Beim Kricket erinnere ich mich, einmal Out gewesen zu sein, als ich schon 98 Punkte hatte und mir der Wurf zurück zum Bowler misslang …
Eines meiner Bücher schaffte es in die Auswahl der Nominierten für die Bancarella, einen großen italienischen Literaturpreis, gewann aber nicht. (Der Preis ging an den Schwager des Jury-Vorsitzenden.)
Und natürlich war es eine peinliche Niederlage, als mein berühmtes Soufflé à la nage de homard nur um 288 Millimeter anstatt der gewünschten 290 aufging.«
Er scherzte natürlich. Als ich ihn für den Podcast interviewte, erzählte er wortgewandt von seinen depressiven Phasen und dass er sich an der Schule nicht dazugehörig gefühlt hatte. Der Punkt, den er hatte vermitteln wollen, war jedoch ein ernster: Scheitern ist immer eine Frage der Perspektive. Zum Beispiel sagte er zum nicht gewonnenen italienischen Literaturpreis: »Ist das eine Niederlage?
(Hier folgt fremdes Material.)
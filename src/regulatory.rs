//! The regulatory submission collaborator seam.
//!
//! The real regulator lives outside this crate. The engine builds the
//! payload, calls the injected [`RegulatoryApi`], and persists whichever
//! verdict comes back. It never retries on its own; retry policy belongs
//! to the caller.

use crate::model::{RiskLevel, TripId};
use chrono::{DateTime, NaiveDate, Utc};
use serde::{Deserialize, Serialize};
use thiserror::Error;
use uuid::Uuid;

/// Snapshot of a trip submitted for regulatory filing.
#[derive(Clone, Debug, Serialize, Deserialize)]
pub struct RegulatoryPayload {
    pub trip_id: TripId,
    pub org_id: Uuid,
    pub driver_id: Uuid,
    pub trip_date: NaiveDate,
    pub route: String,
    pub aggregate_score: u8,
    pub risk_level: RiskLevel,
    pub submitted_at: DateTime<Utc>,
}

/// Failure reported by the regulatory collaborator.
#[derive(Debug, Clone, Error, PartialEq)]
pub enum RegulatoryError {
    /// The regulator received the payload and rejected it.
    #[error("regulator rejected submission: {0}")]
    Rejected(String),

    /// The regulator could not be reached.
    #[error("regulator unreachable: {0}")]
    Unreachable(String),
}

/// Injected regulatory collaborator.
///
/// Implementations return the regulator's reference number on success.
/// Test implementations can script verdicts, so the engine's
/// error-recording path is exercised deterministically.
pub trait RegulatoryApi {
    fn submit(&self, payload: &RegulatoryPayload) -> Result<String, RegulatoryError>;
}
Ich dachte eigentlich nicht, denn es ist doch sogar ein Erfolg, nach Mailand zu reisen und in einem fremden Land für das eigene Buch gefeiert zu werden, das nicht einmal einen Bezug zu Italien hat.«
Der Autor James Frey sah das ähnlich, obwohl er öffentlich dafür angefeindet worden war, Teile von »Tausend kleine Scherben«, seinem Debüt von 2003, erfunden zu haben. Das Buch war ursprünglich als Autobiografie vermarktet worden, doch der schlechte Ruf des Autors schadete ihm nicht. Es wurde weltweit ein Bestseller.
»Ich sehe Dinge, die andere Leute vielleicht als Niederlagen betrachten, nicht als solche. Es ist schlicht ein Prozess, oder etwa nicht?«, meinte er. »Und entweder kommt man damit klar oder nicht. Wenn nicht, dann verschwinde. Aber ich empfinde die ganzen Bücher, die ich vor ›Tausend kleine Scherben‹ zu schreiben versucht habe und verworfen habe, weil sie nicht gut waren, nicht als Scheitern, sondern als Teil eines Prozesses.«
Bis heute, sagt Frey, laute sein Mantra: »Scheitere schnell. Scheitere oft.« Das ist ein Mantra, das auch in der (männerdominierten) Welt der Unternehmer und Existenzgründer viel Gewicht hat. Auch dort muss man Risiken eingehen, um anders zu denken. In diesen Kreisen ist Scheitern nicht nur akzeptiert, sondern wird manchmal regelrecht gefeiert. Es gibt sogar Risikokapital-Anleger, die nicht einmal daran denken zu investieren, wenn der Entrepreneur nicht mindestens einmal mit einem Start-up gescheitert ist. Dahinter steht der Gedanke, dass der Unternehmer aus dieser Niederlage gelernt hat und die gleichen Fehler kein zweites Mal begehen wird. Thomas Edison perfektionierte seine Glühbirne schließlich auch erst nach tausend Prototypen. Bill Gates erste Firma war ein Flop. Und der berühmte Babe Ruth stellte während seiner Baseball-Karriere den Negativ-Rekord von 1330 Strike-Outs auf, schaffte aber gleichzeitig auch den Rekord von 714 Homeruns.
Als man den Spieler nach seiner Schlagtechnik fragte, erwiderte Babe Ruth: »Ich schlage, so hart ich kann … Ich hole weit aus, mit allem, was ich habe. Dann schlage ich großartig oder haue in großem Stil daneben. Es gefällt mir, im Leben immer aufs Ganze zu gehen.«
Was er damit letztlich meinte, war: Um im großen Stil Erfolg zu haben, muss man bereit sein, in genauso großem Stil zu verlieren. Oft bedingt Ersteres ja Letzteres. Daher kann Scheitern ein integraler Bestandteil von Erfolg sein, nicht nur auf dem Baseballfeld, sondern im Leben.
Was bedeutet Scheitern eigentlich? Ich denke, es bedeutet im Grunde genommen nur, dass wir unser Leben in vollen Zügen leben. Wir machen Erfahrungen auf verschiedenen Ebenen, anstatt uns nur mit der Eintönigkeit eines einzigen, gleichbleibenden Gefühls zu begnügen.
Wir leben in Farbe, nicht in Schwarz-Weiß.
Wir hören niemals auf zu lernen.
Und bei allen Herausforderungen, die uns noch begegnen werden, kann ich immer nur denken: Es ist wirklich ein unglaubliches Abenteuer.